Your instructions: Copy verbatim the block of lines in the entries below whose first line contains "filename crates/solgen-core/src/ast_visitor.rs" and whose last line contains "use indexmap::IndexMap;". Leave out all other lines.

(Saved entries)
=== Begin Enclosure ===
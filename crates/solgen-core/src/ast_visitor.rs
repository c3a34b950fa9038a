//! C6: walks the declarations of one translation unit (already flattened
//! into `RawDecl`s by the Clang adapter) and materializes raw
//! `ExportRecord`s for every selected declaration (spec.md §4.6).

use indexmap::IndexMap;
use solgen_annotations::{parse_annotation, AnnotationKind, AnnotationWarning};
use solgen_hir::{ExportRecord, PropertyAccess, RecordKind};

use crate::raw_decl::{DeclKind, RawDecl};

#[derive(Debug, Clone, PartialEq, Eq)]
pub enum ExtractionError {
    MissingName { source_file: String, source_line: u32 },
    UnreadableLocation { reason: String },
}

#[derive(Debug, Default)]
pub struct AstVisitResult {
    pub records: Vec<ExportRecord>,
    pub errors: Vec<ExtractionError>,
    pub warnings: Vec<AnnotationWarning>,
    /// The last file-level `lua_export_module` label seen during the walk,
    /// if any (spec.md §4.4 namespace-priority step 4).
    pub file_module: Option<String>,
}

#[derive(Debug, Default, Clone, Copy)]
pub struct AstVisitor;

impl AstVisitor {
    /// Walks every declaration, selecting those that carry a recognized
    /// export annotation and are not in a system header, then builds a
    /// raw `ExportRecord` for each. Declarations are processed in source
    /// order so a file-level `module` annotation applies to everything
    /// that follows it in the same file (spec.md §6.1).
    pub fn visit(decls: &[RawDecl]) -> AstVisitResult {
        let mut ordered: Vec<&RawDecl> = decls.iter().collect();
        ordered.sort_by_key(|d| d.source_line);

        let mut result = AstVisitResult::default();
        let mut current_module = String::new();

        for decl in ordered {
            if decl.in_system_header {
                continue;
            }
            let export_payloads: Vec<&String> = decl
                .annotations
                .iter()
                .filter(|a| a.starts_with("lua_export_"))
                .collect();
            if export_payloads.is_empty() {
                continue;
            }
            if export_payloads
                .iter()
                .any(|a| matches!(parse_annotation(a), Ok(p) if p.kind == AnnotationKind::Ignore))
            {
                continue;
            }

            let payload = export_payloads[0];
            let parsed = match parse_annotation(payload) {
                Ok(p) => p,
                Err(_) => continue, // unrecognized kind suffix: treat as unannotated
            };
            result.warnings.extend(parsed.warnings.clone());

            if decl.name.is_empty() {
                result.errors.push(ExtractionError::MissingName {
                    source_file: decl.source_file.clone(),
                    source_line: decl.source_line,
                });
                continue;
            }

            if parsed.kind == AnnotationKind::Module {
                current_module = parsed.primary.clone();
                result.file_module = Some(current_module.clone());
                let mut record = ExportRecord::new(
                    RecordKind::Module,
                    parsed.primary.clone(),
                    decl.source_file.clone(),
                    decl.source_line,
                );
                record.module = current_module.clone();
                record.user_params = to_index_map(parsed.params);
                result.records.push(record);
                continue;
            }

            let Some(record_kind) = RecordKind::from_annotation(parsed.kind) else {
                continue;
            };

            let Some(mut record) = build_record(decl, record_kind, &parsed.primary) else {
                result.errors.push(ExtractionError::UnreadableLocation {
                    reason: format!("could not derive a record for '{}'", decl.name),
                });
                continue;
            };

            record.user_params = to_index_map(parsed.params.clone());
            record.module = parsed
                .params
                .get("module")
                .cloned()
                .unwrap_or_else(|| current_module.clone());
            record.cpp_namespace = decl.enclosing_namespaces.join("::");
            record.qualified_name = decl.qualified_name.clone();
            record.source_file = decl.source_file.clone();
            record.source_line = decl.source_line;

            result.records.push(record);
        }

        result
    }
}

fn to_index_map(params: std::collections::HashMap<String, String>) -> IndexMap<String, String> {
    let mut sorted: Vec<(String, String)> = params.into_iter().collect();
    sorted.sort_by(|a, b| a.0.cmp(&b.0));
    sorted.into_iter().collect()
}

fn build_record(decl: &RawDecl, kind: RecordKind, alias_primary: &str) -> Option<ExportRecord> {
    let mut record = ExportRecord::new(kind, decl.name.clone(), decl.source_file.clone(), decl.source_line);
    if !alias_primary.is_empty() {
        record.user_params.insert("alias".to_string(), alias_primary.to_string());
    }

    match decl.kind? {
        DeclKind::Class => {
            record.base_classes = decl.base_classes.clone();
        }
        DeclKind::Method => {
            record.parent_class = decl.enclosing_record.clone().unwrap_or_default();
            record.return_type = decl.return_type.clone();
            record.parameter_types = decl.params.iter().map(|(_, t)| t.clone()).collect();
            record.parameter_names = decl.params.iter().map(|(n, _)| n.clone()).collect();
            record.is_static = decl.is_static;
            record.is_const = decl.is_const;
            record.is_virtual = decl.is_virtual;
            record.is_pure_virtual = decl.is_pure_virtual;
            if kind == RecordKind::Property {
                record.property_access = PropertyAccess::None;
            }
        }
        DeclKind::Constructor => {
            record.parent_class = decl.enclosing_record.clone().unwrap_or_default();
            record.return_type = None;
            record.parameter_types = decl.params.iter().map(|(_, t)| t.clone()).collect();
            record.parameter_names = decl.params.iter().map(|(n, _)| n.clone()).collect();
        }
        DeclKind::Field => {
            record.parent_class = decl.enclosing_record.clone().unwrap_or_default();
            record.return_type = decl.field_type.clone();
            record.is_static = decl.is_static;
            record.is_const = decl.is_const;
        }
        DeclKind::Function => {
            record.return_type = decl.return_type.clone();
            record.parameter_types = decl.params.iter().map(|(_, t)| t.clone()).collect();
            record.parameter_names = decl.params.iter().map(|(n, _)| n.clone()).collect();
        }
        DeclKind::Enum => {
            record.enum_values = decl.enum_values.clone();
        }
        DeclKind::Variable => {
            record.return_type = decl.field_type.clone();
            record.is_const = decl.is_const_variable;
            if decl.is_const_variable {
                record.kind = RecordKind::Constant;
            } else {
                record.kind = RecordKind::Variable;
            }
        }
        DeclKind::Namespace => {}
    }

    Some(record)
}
=== End Enclosure ===
=== Begin Enclosure ===
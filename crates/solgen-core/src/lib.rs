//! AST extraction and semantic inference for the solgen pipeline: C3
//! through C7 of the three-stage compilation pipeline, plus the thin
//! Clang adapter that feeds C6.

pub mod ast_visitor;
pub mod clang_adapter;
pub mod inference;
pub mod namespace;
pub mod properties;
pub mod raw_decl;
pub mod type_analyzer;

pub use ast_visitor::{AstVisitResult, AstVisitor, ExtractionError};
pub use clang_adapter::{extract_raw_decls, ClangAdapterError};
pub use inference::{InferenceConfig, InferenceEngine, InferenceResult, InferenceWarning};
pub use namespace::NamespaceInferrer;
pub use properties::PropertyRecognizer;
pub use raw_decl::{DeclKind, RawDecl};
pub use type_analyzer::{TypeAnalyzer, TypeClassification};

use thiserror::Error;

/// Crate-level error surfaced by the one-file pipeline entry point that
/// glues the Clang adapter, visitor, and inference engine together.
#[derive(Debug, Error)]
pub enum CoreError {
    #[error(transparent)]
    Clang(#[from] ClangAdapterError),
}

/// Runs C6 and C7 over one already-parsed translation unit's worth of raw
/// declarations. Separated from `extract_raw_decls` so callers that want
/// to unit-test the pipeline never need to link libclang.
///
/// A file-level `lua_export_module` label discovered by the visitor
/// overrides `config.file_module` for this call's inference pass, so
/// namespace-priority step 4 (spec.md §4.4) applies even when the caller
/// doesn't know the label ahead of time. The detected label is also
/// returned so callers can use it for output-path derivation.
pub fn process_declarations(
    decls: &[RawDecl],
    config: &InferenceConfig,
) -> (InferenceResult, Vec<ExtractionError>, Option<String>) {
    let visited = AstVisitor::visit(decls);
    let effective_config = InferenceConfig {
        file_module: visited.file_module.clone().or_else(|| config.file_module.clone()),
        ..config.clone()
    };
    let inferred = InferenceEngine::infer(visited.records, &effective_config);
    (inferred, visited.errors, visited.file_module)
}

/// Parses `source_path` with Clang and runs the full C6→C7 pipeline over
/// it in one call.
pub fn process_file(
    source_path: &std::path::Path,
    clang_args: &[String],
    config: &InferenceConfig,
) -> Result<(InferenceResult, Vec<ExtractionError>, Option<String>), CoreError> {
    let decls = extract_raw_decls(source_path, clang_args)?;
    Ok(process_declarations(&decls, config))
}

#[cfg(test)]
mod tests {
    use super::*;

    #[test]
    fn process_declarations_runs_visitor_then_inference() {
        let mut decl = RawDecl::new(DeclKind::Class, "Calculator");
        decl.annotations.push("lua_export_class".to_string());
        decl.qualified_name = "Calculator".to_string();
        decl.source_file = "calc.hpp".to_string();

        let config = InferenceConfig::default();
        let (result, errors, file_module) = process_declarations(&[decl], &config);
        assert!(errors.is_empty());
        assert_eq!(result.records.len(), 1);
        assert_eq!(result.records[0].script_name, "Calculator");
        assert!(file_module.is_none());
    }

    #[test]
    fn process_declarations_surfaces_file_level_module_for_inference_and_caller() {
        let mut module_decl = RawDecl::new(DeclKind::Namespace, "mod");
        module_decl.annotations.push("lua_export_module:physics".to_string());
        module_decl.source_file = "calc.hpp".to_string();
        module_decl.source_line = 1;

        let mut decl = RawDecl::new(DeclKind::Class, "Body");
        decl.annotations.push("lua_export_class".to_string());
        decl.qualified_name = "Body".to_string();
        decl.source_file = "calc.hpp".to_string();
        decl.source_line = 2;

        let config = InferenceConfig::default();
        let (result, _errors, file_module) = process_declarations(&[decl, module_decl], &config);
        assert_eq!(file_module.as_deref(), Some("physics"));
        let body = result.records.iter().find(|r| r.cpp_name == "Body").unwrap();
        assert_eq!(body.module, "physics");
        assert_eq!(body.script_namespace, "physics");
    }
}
=== End Enclosure ===
Task answer:
filename crates/solgen-core/src/ast_visitor.rs
repository c3a34b950fa9038a
//! C6: walks the declarations of one translation unit (already flattened
//! into `RawDecl`s by the Clang adapter) and materializes raw
//! `ExportRecord`s for every selected declaration (spec.md §4.6).

use indexmap::IndexMap;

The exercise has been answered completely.